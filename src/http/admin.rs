//! Authenticated blog management.

use axum::Json;
use axum::extract::{Path, State};
use axum::http::StatusCode;
use std::sync::Arc;
use std::time::Instant;
use uuid::Uuid;

use super::extract::{AdminAuth, ApiJson};
use crate::ai::GenerationRequest;
use crate::blog::{BlogPost, NewPost, PostPatch, PostStatus};
use crate::error::ApiError;
use crate::log_slow_operation;
use crate::state::AppState;

const SLOW_GENERATION_MS: u64 = 20_000;

fn parse_id(raw: &str) -> Result<Uuid, ApiError> {
    Uuid::parse_str(raw).map_err(|_| {
        ApiError::not_found()
            .message(format!("post '{raw}' not found"))
            .build()
    })
}

pub async fn list_posts(
    _auth: AdminAuth,
    State(state): State<Arc<AppState>>,
) -> Result<Json<Vec<BlogPost>>, ApiError> {
    Ok(Json(state.posts().list().await?))
}

pub async fn create_post(
    _auth: AdminAuth,
    State(state): State<Arc<AppState>>,
    ApiJson(post): ApiJson<NewPost>,
) -> Result<(StatusCode, Json<BlogPost>), ApiError> {
    let created = state.posts().create(post).await?;
    state.refresh_post_metrics().await;
    Ok((StatusCode::CREATED, Json(created)))
}

pub async fn get_post(
    _auth: AdminAuth,
    State(state): State<Arc<AppState>>,
    Path(id): Path<String>,
) -> Result<Json<BlogPost>, ApiError> {
    let id = parse_id(&id)?;
    Ok(Json(state.posts().get(id).await?))
}

pub async fn update_post(
    _auth: AdminAuth,
    State(state): State<Arc<AppState>>,
    Path(id): Path<String>,
    ApiJson(patch): ApiJson<PostPatch>,
) -> Result<Json<BlogPost>, ApiError> {
    let id = parse_id(&id)?;
    Ok(Json(state.posts().update(id, patch).await?))
}

pub async fn delete_post(
    _auth: AdminAuth,
    State(state): State<Arc<AppState>>,
    Path(id): Path<String>,
) -> Result<StatusCode, ApiError> {
    let id = parse_id(&id)?;
    state.posts().delete(id).await?;
    state.refresh_post_metrics().await;
    Ok(StatusCode::NO_CONTENT)
}

pub async fn publish_post(
    auth: AdminAuth,
    state: State<Arc<AppState>>,
    id: Path<String>,
) -> Result<Json<BlogPost>, ApiError> {
    set_status(auth, state, id, PostStatus::Published).await
}

pub async fn unpublish_post(
    auth: AdminAuth,
    state: State<Arc<AppState>>,
    id: Path<String>,
) -> Result<Json<BlogPost>, ApiError> {
    set_status(auth, state, id, PostStatus::Draft).await
}

async fn set_status(
    _auth: AdminAuth,
    State(state): State<Arc<AppState>>,
    Path(id): Path<String>,
    status: PostStatus,
) -> Result<Json<BlogPost>, ApiError> {
    let id = parse_id(&id)?;
    let post = state.posts().set_status(id, status).await?;
    state.refresh_post_metrics().await;
    Ok(Json(post))
}

/// `POST /admin/posts/generate`: stores an AI draft for editing.
pub async fn generate_draft(
    _auth: AdminAuth,
    State(state): State<Arc<AppState>>,
    ApiJson(request): ApiJson<GenerationRequest>,
) -> Result<(StatusCode, Json<BlogPost>), ApiError> {
    let generator = state.generator();
    let started = Instant::now();
    let draft = generator.generate(&request).await?;
    log_slow_operation!(
        started.elapsed(),
        SLOW_GENERATION_MS,
        provider = generator.name(),
        "draft generation finished"
    );

    let excerpt = Some(draft.excerpt).filter(|e| !e.trim().is_empty());
    let created = state
        .posts()
        .create(NewPost {
            title: draft.title,
            slug: None,
            excerpt,
            content: draft.content,
            tags: draft.tags,
            cover_image_url: None,
            author: None,
        })
        .await?;
    state.refresh_post_metrics().await;

    tracing::info!(post.id = %created.id, post.slug = %created.slug, topic = %request.topic, "AI draft stored");
    Ok((StatusCode::CREATED, Json(created)))
}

• _TO DO_
On how many lines of the records above does the word "ApiJson" appear? Answer with only that number.

• _ANSWER_
4